Dataset entries

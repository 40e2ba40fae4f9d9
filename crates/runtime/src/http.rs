//! W3C WebDriver HTTP command layer.
//!
//! Sends one JSON command per request and unwraps the `{"value": ...}`
//! envelope. Error envelopes are mapped onto [`Error`] by their W3C code so
//! callers never inspect raw HTTP status codes.

use std::time::Duration;

use reqwest::Method;
use rollcall_protocol::wire::{Envelope, ErrorPayload};
use serde_json::Value;
use tracing::trace;
use url::Url;

use crate::error::{Error, Result};

/// Default Appium server endpoint.
pub const DEFAULT_ENDPOINT: &str = "http://127.0.0.1:4723/";

const CONNECT_TIMEOUT: Duration = Duration::from_secs(10);
const DEFAULT_REQUEST_TIMEOUT: Duration = Duration::from_secs(120);

/// Thin WebDriver command client bound to one server endpoint.
#[derive(Debug, Clone)]
pub struct WebDriverClient {
	http: reqwest::Client,
	base: Url,
}

impl WebDriverClient {
	/// Creates a client for `endpoint` with the default request timeout.
	pub fn new(endpoint: &str) -> Result<Self> {
		Self::with_timeout(endpoint, DEFAULT_REQUEST_TIMEOUT)
	}

	pub fn with_timeout(endpoint: &str, request_timeout: Duration) -> Result<Self> {
		let mut base = Url::parse(endpoint)?;
		if !base.path().ends_with('/') {
			let path = format!("{}/", base.path());
			base.set_path(&path);
		}
		let http = reqwest::Client::builder()
			.connect_timeout(CONNECT_TIMEOUT)
			.timeout(request_timeout)
			.build()?;
		Ok(Self { http, base })
	}

	pub fn endpoint(&self) -> &Url {
		&self.base
	}

	pub async fn get(&self, path: &str) -> Result<Value> {
		self.command(Method::GET, path, None).await
	}

	pub async fn post(&self, path: &str, body: Value) -> Result<Value> {
		self.command(Method::POST, path, Some(body)).await
	}

	pub async fn delete(&self, path: &str) -> Result<Value> {
		self.command(Method::DELETE, path, None).await
	}

	/// Sends a command and returns the unwrapped `value`.
	pub async fn command(&self, method: Method, path: &str, body: Option<Value>) -> Result<Value> {
		let url = self.base.join(path.trim_start_matches('/'))?;
		trace!(target = "rollcall", %method, %url, "webdriver command");

		let mut request = self.http.request(method, url);
		if let Some(body) = body {
			request = request.json(&body);
		}
		let response = request.send().await?;
		let status = response.status();
		let text = response.text().await?;

		let envelope: Envelope = match serde_json::from_str(&text) {
			Ok(envelope) => envelope,
			Err(_) if !status.is_success() => {
				return Err(Error::BackendFailure(format!("HTTP {status}: {}", truncate(&text))));
			}
			Err(err) => return Err(err.into()),
		};

		if let Some(payload) = ErrorPayload::from_value(&envelope.value) {
			return Err(Error::from_payload(&payload));
		}
		if !status.is_success() {
			return Err(Error::BackendFailure(format!("HTTP {status} without error payload")));
		}
		Ok(envelope.value)
	}
}

fn truncate(text: &str) -> &str {
	match text.char_indices().nth(200) {
		Some((idx, _)) => &text[..idx],
		None => text,
	}
}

- **WORK TO COMPLETE**: Nothing may change. Retype all of the entries.

- **REPLY**:
repository 40e2ba40fae4f9d9
filename crates/runtime/src/http.rs
//! W3C WebDriver HTTP command layer.
//!
//! Sends one JSON command per request and unwraps the `{"value": ...}`
//! envelope. Error envelopes are mapped onto [`Error`] by their W3C code so
//! callers never inspect raw HTTP status codes.

use std::time::Duration;

use reqwest::Method;
use rollcall_protocol::wire::{Envelope, ErrorPayload};
use serde_json::Value;
use tracing::trace;
use url::Url;

use crate::error::{Error, Result};

/// Default Appium server endpoint.
pub const DEFAULT_ENDPOINT: &str = "http://127.0.0.1:4723/";

const CONNECT_TIMEOUT: Duration = Duration::from_secs(10);
const DEFAULT_REQUEST_TIMEOUT: Duration = Duration::from_secs(120);

/// Thin WebDriver command client bound to one server endpoint.
#[derive(Debug, Clone)]
pub struct WebDriverClient {
	http: reqwest::Client,
	base: Url,
}

impl WebDriverClient {
	/// Creates a client for `endpoint` with the default request timeout.
	pub fn new(endpoint: &str) -> Result<Self> {
		Self::with_timeout(endpoint, DEFAULT_REQUEST_TIMEOUT)
	}

	pub fn with_timeout(endpoint: &str, request_timeout: Duration) -> Result<Self> {
		let mut base = Url::parse(endpoint)?;
		if !base.path().ends_with('/') {
			let path = format!("{}/", base.path());
			base.set_path(&path);
		}
		let http = reqwest::Client::builder()
			.connect_timeout(CONNECT_TIMEOUT)
			.timeout(request_timeout)
			.build()?;
		Ok(Self { http, base })
	}

	pub fn endpoint(&self) -> &Url {
		&self.base
	}

	pub async fn get(&self, path: &str) -> Result<Value> {
		self.command(Method::GET, path, None).await
	}

	pub async fn post(&self, path: &str, body: Value) -> Result<Value> {
		self.command(Method::POST, path, Some(body)).await
	}

	pub async fn delete(&self, path: &str) -> Result<Value> {
		self.command(Method::DELETE, path, None).await
	}

	/// Sends a command and returns the unwrapped `value`.
	pub async fn command(&self, method: Method, path: &str, body: Option<Value>) -> Result<Value> {
		let url = self.base.join(path.trim_start_matches('/'))?;
		trace!(target = "rollcall", %method, %url, "webdriver command");

		let mut request = self.http.request(method, url);
		if let Some(body) = body {
			request = request.json(&body);
		}
		let response = request.send().await?;
		let status = response.status();
		let text = response.text().await?;

		let envelope: Envelope = match serde_json::from_str(&text) {
			Ok(envelope) => envelope,
			Err(_) if !status.is_success() => {
				return Err(Error::BackendFailure(format!("HTTP {status}: {}", truncate(&text))));
			}
			Err(err) => return Err(err.into()),
		};

		if let Some(payload) = ErrorPayload::from_value(&envelope.value) {
			return Err(Error::from_payload(&payload));
		}
		if !status.is_success() {
			return Err(Error::BackendFailure(format!("HTTP {status} without error payload")));
		}
		Ok(envelope.value)
	}
}

fn truncate(text: &str) -> &str {
	match text.char_indices().nth(200) {
		Some((idx, _)) => &text[..idx],
		None => text,
	}
}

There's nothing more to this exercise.